第62話



 朝を迎えてまずしたことと言えば、移動だ。

 コマツの連れていた女性と子供はどうやら知人の妻とその連れ子らしく、知人の男性は既に亡くなっているらしい。

 まずはその二人を避難させたいという事と、避難先で食料を調達したいという思惑が重なったことから初動の意見は一致した。

 目的地はサノ。オヤマから西へ行った先にある山間の窪地となる場所の奥。麓で人と交流し、奥地に隠れ住む住人がそれを監視するというシステムを取っている場所。交易の場所としては悪くないが、入り込みすぎると危ないという場所らしい。一応知人がいるというので向かっているが本当に大丈夫だろうか。

 しかし、本当の問題はこの後のことだ。


「もう迂回しようぜ」

「それは出来ない」


 コガを迂回するべきだという判君とコガを経由するべきという僕の意見がぶつかっている。これに関しては霧瀬も彩ちゃんも口を出さないようだ。


「お前自分が何をするべきか理解してるか? コガを開放したいんだったら戻ってからでいいだろ」

「一度軍がぶつかってダメだった。それなら今の情報を持ち帰る必要があると思うんだ」

「それこそお前が、というか俺たちがやることか?」

「現地の情報を知るコマツさんがいる今じゃないと、協力が得られるか分からない」

「いや、そもそも偵察用のドローンとかは防衛隊にもあるんだから、そういうのでもいいだろ。アイツが本当に味方かどうかも怪しいのに」

「それでもゾンビがシカマの演習場のようになったら本当に手を付けられなくなる。その判断はしておきたい」

「ダウト」

「……助けたいという思いがあるのは間違いない。大丈夫、無茶をするつもりはないよ」

「大丈夫な奴は大丈夫なんて言わねえ」

「私も今回は回避した方がいいと思う」


 霧瀬の懸念はコガの支配領域の話だと思う。ワタラセ遊水地からトネ川沿いに拡大し、合流しているキヌ川を北上。川に囲まれた部分から北上して勢力圏を固めるといった拡大策を取っているようで、西は遊水地の周辺を抑えているだけなのに対し、東はとにかく荒らしまわったらしい。
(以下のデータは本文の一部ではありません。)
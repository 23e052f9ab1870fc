//! Lexical-cohesion topic boundary detection
//!
//! The detector compares the vocabulary of adjacent sentence windows and
//! looks for valleys in the resulting similarity curve. The deepest valleys
//! become topic boundaries, snapped to the nearest pseudo-block edge.
//!
//! The algorithm in brief:
//!
//! 1. Split the text into sentences and group them into pseudo-blocks of
//!    `block_size` sentences joined by [`BLOCK_BREAK`]. Cleaned transcripts
//!    carry no paragraphs, so the block edges are the only structure
//!    boundaries can align with.
//! 2. For every gap `g` in `[w, n - w]`, score the cosine similarity between
//!    the term counts of sentences `[g - w, g)` and `[g, g + w)`.
//! 3. Smooth the scores with a moving average of radius `k / 2`.
//! 4. At each local minimum, climb at most `k` gaps left and right while the
//!    curve keeps rising; the depth is the sum of both climbs.
//! 5. Keep minima whose depth reaches `mean - sd / 2` and exceeds
//!    [`MIN_DEPTH`], deepest first, dropping any within `k` gaps of one
//!    already kept.
//!
//! Chunks are rebuilt from the sentences, so no marker survives in them.

use crate::config::TilingParams;
use crate::segmenter::{Segmentation, Segmenter, UnavailableReason};
use crate::text::{content_terms, split_sentences, TermCounts};
use smallvec::SmallVec;

/// Marker placed between pseudo-blocks in structured text
pub const BLOCK_BREAK: &str = "\n\n";

/// A valley must be deeper than this to become a boundary
pub const MIN_DEPTH: f64 = 0.1;

/// Boundary sentence indices
pub type Boundaries = SmallVec<[usize; 16]>;

/// Group the sentences of `text` into pseudo-blocks joined by [`BLOCK_BREAK`]
pub fn structure_blocks(text: &str, block_size: usize) -> String {
    split_sentences(text)
        .chunks(block_size.max(1))
        .map(|block| block.join(" "))
        .collect::<Vec<_>>()
        .join(BLOCK_BREAK)
}

/// TextTiling boundary detector
#[derive(Debug, Clone, Default)]
pub struct TextTiler {
    params: TilingParams,
}

impl TextTiler {
    pub fn new(params: TilingParams) -> Self {
        Self { params }
    }

    pub fn params(&self) -> &TilingParams {
        &self.params
    }

    /// Sentence indices where a new chunk starts, ascending, excluding 0
    ///
    /// `structured` is text laid out by [`structure_blocks`]; boundaries
    /// land on its block edges.
    pub fn boundaries(&self, structured: &str) -> Result<Boundaries, UnavailableReason> {
        self.tile(structured).map(|(_, boundaries)| boundaries)
    }

    fn tile<'a>(
        &self,
        structured: &'a str,
    ) -> Result<(Vec<&'a str>, Boundaries), UnavailableReason> {
        let TilingParams {
            window,
            smoothing,
            block_size,
        } = self.params;

        if window == 0 {
            return Err(UnavailableReason::InvalidParameters(
                "window must be greater than 0".into(),
            ));
        }
        if block_size == 0 {
            return Err(UnavailableReason::InvalidParameters(
                "block_size must be greater than 0".into(),
            ));
        }

        let blocks = read_blocks(structured);
        let edges: Vec<usize> = blocks
            .iter()
            .scan(0, |end, block| {
                *end += block.len();
                Some(*end)
            })
            .collect();
        let sentences: Vec<&str> = blocks.into_iter().flatten().collect();

        let n = sentences.len();
        let required = 2 * window;
        if n < required {
            return Err(UnavailableReason::TooFewSentences {
                sentences: n,
                required,
            });
        }

        log::debug!(
            "tiling {n} sentences in {} blocks (w={window}, k={smoothing})",
            edges.len()
        );

        let terms: Vec<Vec<String>> = sentences.iter().map(|s| content_terms(s)).collect();
        if terms.iter().all(Vec::is_empty) {
            return Err(UnavailableReason::DegenerateScores(
                "no content terms in any window".into(),
            ));
        }

        let scores = gap_scores(&terms, window);
        if let Some(bad) = scores.iter().position(|s| !s.is_finite()) {
            return Err(UnavailableReason::DegenerateScores(format!(
                "non-finite score at gap {}",
                bad + window
            )));
        }

        let smoothed = smooth(&scores, smoothing / 2);
        let accepted = select_valleys(&smoothed, smoothing);

        let mut boundaries: Boundaries = accepted
            .iter()
            .map(|i| snap_to_edge(i + window, &edges))
            .filter(|&edge| edge > 0 && edge < n)
            .collect();
        boundaries.sort_unstable();
        boundaries.dedup();

        log::debug!("accepted boundaries at sentences {:?}", boundaries.as_slice());
        Ok((sentences, boundaries))
    }
}

impl Segmenter for TextTiler {
    fn segment(&self, text: &str) -> Segmentation {
        let structured = structure_blocks(text, self.params.block_size);
        match self.tile(&structured) {
            Ok((sentences, boundaries)) => {
                Segmentation::Segmented(rejoin(&sentences, &boundaries))
            }
            Err(reason) => Segmentation::Unavailable(reason),
        }
    }

    fn name(&self) -> &'static str {
        "tiling"
    }
}

/// Sentences of each non-empty block in structured text
fn read_blocks(structured: &str) -> Vec<Vec<&str>> {
    structured
        .split(BLOCK_BREAK)
        .map(split_sentences)
        .filter(|block| !block.is_empty())
        .collect()
}

/// Cosine similarity for every gap in `[w, n - w]`, indexed from gap `w`
fn gap_scores(terms: &[Vec<String>], window: usize) -> Vec<f64> {
    let n = terms.len();
    (window..=n - window)
        .map(|gap| {
            let left = TermCounts::from_terms(terms[gap - window..gap].iter().flatten());
            let right = TermCounts::from_terms(terms[gap..gap + window].iter().flatten());
            left.cosine(&right)
        })
        .collect()
}

/// Moving average over `[i - radius, i + radius]`, clamped at the ends
fn smooth(scores: &[f64], radius: usize) -> Vec<f64> {
    (0..scores.len())
        .map(|i| {
            let lo = i.saturating_sub(radius);
            let hi = (i + radius + 1).min(scores.len());
            let window = &scores[lo..hi];
            window.iter().sum::<f64>() / window.len() as f64
        })
        .collect()
}

/// Score ≤ both neighbours and strictly below at least one
fn is_local_minimum(scores: &[f64], i: usize) -> bool {
    if i == 0 || i + 1 >= scores.len() {
        return false;
    }
    let (prev, here, next) = (scores[i - 1], scores[i], scores[i + 1]);
    here <= prev && here <= next && (here < prev || here < next)
}

/// Depth of the valley at `i`, climbing at most `k` gaps on each side
fn depth_at(scores: &[f64], i: usize, k: usize) -> f64 {
    let mut left = i;
    while left > 0 && i - left < k && scores[left - 1] >= scores[left] {
        left -= 1;
    }

    let mut right = i;
    while right + 1 < scores.len() && right - i < k && scores[right + 1] >= scores[right] {
        right += 1;
    }

    (scores[left] - scores[i]) + (scores[right] - scores[i])
}

/// Indices of significant, mutually separated valleys
fn select_valleys(scores: &[f64], k: usize) -> Boundaries {
    let mut candidates: Vec<(usize, f64)> = (0..scores.len())
        .filter(|&i| is_local_minimum(scores, i))
        .map(|i| (i, depth_at(scores, i, k)))
        .collect();

    if candidates.is_empty() {
        return Boundaries::new();
    }

    let count = candidates.len() as f64;
    let mean = candidates.iter().map(|(_, d)| d).sum::<f64>() / count;
    let variance = candidates
        .iter()
        .map(|(_, d)| (d - mean).powi(2))
        .sum::<f64>()
        / count;
    // A lone valley sits exactly on its own mean, so this side stays inclusive.
    let relative = mean - variance.sqrt() / 2.0;

    log::debug!(
        "{} valley candidates, depth cutoff {relative:.3} (floor {MIN_DEPTH})",
        candidates.len()
    );

    candidates.sort_by(|a, b| b.1.total_cmp(&a.1).then(a.0.cmp(&b.0)));

    let mut accepted = Boundaries::new();
    for (i, depth) in candidates {
        if depth < relative || depth <= MIN_DEPTH {
            break;
        }
        if accepted.iter().all(|a| a.abs_diff(i) > k) {
            accepted.push(i);
        }
    }
    accepted
}

/// Nearest block edge to a sentence gap, ties going to the later edge
fn snap_to_edge(gap: usize, edges: &[usize]) -> usize {
    std::iter::once(0)
        .chain(edges.iter().copied())
        .min_by_key(|&edge| (edge.abs_diff(gap), std::cmp::Reverse(edge)))
        .unwrap_or(0)
}

fn rejoin(sentences: &[&str], boundaries: &[usize]) -> Vec<String> {
    let mut chunks = Vec::with_capacity(boundaries.len() + 1);
    let mut start = 0;
    for &edge in boundaries.iter().chain(std::iter::once(&sentences.len())) {
        if edge > start {
            chunks.push(sentences[start..edge].join(" "));
            start = edge;
        }
    }
    chunks
}

#[cfg(test)]
mod tests {
    use super::*;

    const TOPIC_A: &str =
        "Rust compilers check borrowed memory lifetimes during every careful build.";
    const TOPIC_B: &str =
        "Gardeners water tomato seedlings beside sunny greenhouse windows each morning.";

    fn topics(a: usize, b: usize) -> String {
        std::iter::repeat(TOPIC_A)
            .take(a)
            .chain(std::iter::repeat(TOPIC_B).take(b))
            .collect::<Vec<_>>()
            .join(" ")
    }

    fn tiler(window: usize, smoothing: usize) -> TextTiler {
        TextTiler::new(TilingParams {
            window,
            smoothing,
            block_size: 5,
        })
    }

    #[test]
    fn test_structure_blocks() {
        let text = "One. Two. Three. Four. Five. Six. Seven.";
        assert_eq!(
            structure_blocks(text, 3),
            "One. Two. Three.\n\nFour. Five. Six.\n\nSeven."
        );
        assert_eq!(structure_blocks("", 5), "");
    }

    #[test]
    fn test_too_few_sentences() {
        let text = topics(10, 9);
        match tiler(10, 5).segment(&text) {
            Segmentation::Unavailable(UnavailableReason::TooFewSentences {
                sentences,
                required,
            }) => {
                assert_eq!(sentences, 19);
                assert_eq!(required, 20);
            }
            other => panic!("expected too few sentences, got {other:?}"),
        }
    }

    #[test]
    fn test_zero_window_is_invalid() {
        let outcome = tiler(0, 5).segment(&topics(10, 10));
        assert!(matches!(
            outcome,
            Segmentation::Unavailable(UnavailableReason::InvalidParameters(_))
        ));
    }

    #[test]
    fn test_stopword_only_text_is_degenerate() {
        let text = std::iter::repeat("It is what it is.")
            .take(12)
            .collect::<Vec<_>>()
            .join(" ");
        assert!(matches!(
            tiler(3, 2).segment(&text),
            Segmentation::Unavailable(UnavailableReason::DegenerateScores(_))
        ));
    }

    #[test]
    fn test_single_topic_is_one_chunk() {
        let text = topics(40, 0);
        let chunks = tiler(10, 5).segment(&text).chunks().unwrap();
        assert_eq!(chunks, vec![text]);
    }

    #[test]
    fn test_topic_shift_found_on_block_edge() {
        let text = topics(30, 30);
        let boundaries = tiler(10, 5)
            .boundaries(&structure_blocks(&text, 5))
            .unwrap();
        assert_eq!(boundaries.as_slice(), &[30]);

        let chunks = tiler(10, 5).segment(&text).chunks().unwrap();
        assert_eq!(chunks, vec![topics(30, 0), topics(0, 30)]);
    }

    #[test]
    fn test_off_edge_shift_snaps_to_nearest_block() {
        let text = topics(32, 28);
        let boundaries = tiler(10, 5)
            .boundaries(&structure_blocks(&text, 5))
            .unwrap();
        assert_eq!(boundaries.as_slice(), &[30]);
    }

    #[test]
    fn test_chunks_conserve_sentences() {
        let text = topics(25, 35);
        let chunks = tiler(10, 5).segment(&text).chunks().unwrap();
        assert_eq!(chunks.join(" "), text);
        assert!(chunks.iter().all(|c| !c.contains(BLOCK_BREAK)));
    }

    #[test]
    fn test_local_minimum_rule() {
        let scores = [0.9, 0.5, 0.5, 0.9];
        assert!(is_local_minimum(&scores, 1));
        assert!(is_local_minimum(&scores, 2));
        assert!(!is_local_minimum(&[0.5, 0.5, 0.5], 1));
        assert!(!is_local_minimum(&scores, 0));
    }

    #[test]
    fn test_depth_climb_is_bounded() {
        let scores = [1.0, 0.8, 0.6, 0.2, 0.5, 0.9];
        assert!((depth_at(&scores, 3, 1) - (0.4 + 0.3)).abs() < 1e-9);
        assert!((depth_at(&scores, 3, 3) - (0.8 + 0.7)).abs() < 1e-9);
    }

    #[test]
    fn test_close_valleys_keep_deepest() {
        let scores = [1.0, 0.15, 0.9, 0.1, 1.0, 1.0, 0.6, 1.0];
        assert_eq!(select_valleys(&scores, 2).as_slice(), &[3]);
        assert_eq!(select_valleys(&scores, 1).as_slice(), &[3, 1]);
    }

    #[test]
    fn test_shallow_valleys_below_floor() {
        let scores = [1.0, 0.97, 1.0, 0.98, 1.0];
        assert!(select_valleys(&scores, 2).is_empty());
    }

    #[test]
    fn test_smoothing_width_follows_k() {
        let scores = [1.0, 0.0, 1.0, 1.0, 1.0];
        assert_eq!(smooth(&scores, 0), scores.to_vec());

        let narrow = smooth(&scores, 1);
        assert!((narrow[2] - 2.0 / 3.0).abs() < 1e-9);

        let wide = smooth(&scores, 2);
        assert!((wide[2] - 0.8).abs() < 1e-9);
        assert!((wide[0] - 2.0 / 3.0).abs() < 1e-9);
    }

    #[test]
    fn test_smoothing_absorbs_one_gap_notches() {
        // Six single-gap notches inside one topic, then a wide real valley.
        let mut scores = vec![0.9; 100];
        for notch in (8..56).step_by(8) {
            scores[notch] = 0.5;
        }
        for (offset, score) in [0.8, 0.6, 0.4, 0.2, 0.4, 0.6, 0.8].into_iter().enumerate() {
            scores[72 + offset] = score;
        }

        assert_eq!(select_valleys(&smooth(&scores, 0), 6).len(), 7);
        assert_eq!(select_valleys(&smooth(&scores, 3), 6).as_slice(), &[75]);
    }

    #[test]
    fn test_depth_must_exceed_floor() {
        assert!(select_valleys(&[0.1, 0.0, 0.0], 2).is_empty());
        assert_eq!(select_valleys(&[0.2, 0.0, 0.0], 2).as_slice(), &[1]);
    }

    #[test]
    fn test_read_blocks_restores_sentences() {
        let text = "One. Two. Three. Four. Five. Six. Seven.";
        let binding = structure_blocks(text, 3);
        let blocks = read_blocks(&binding);
        assert_eq!(
            blocks,
            vec![
                vec!["One.", "Two.", "Three."],
                vec!["Four.", "Five.", "Six."],
                vec!["Seven."],
            ]
        );
        assert!(read_blocks("").is_empty());
    }

    #[test]
    fn test_snap_to_edge() {
        let edges = [5, 10, 15, 20, 23];
        assert_eq!(snap_to_edge(12, &edges), 10);
        assert_eq!(snap_to_edge(13, &edges), 15);
        assert_eq!(snap_to_edge(2, &edges), 0);
        // Short final block: the gap lies closer to the text end.
        assert_eq!(snap_to_edge(22, &edges), 23);
    }

    #[test]
    fn test_boundaries_follow_structured_blocks() {
        let text = topics(32, 28);
        // Blocks of 4 put an edge on every multiple of 4; 32 is one of them.
        let boundaries = tiler(10, 5)
            .boundaries(&structure_blocks(&text, 4))
            .unwrap();
        assert_eq!(boundaries.as_slice(), &[32]);
    }
}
 理由もある程度理解できる。駅や南北に繋がる大きな国道がコガの西にしかないのだ。支配領域に対し、勢力の中心は西に固まっていると判断していいだろうというのがコマツさんの発言だ。ちなみに今は僕らが車外にいる状況だ。

 オヤマを出てトチギ市街地を迂回し、オオヒラの南側を抜けて高速道路のサノサービスエリアの手前にいる。ここが一つの分水嶺であることは理解している。

 ゾンビと戦い、人類の未来を、この国の未来を明るいものにするために戦う。そう望んでいるのはきっと少ないのだろう。誰しも大事なものはあるだろうし。僕にだってある。そのために軍に所属しているのだから。

 とはいえ誰しもがやりたいことをやっていいわけではない。いくら抑止力である警察機構や防衛隊の目の届かないところにあったとして、人が人として生きるには秩序が必要なのだ。人間は獣ではない。そうなるしかない状況で合っても、人として矜持というものは必要なのだ。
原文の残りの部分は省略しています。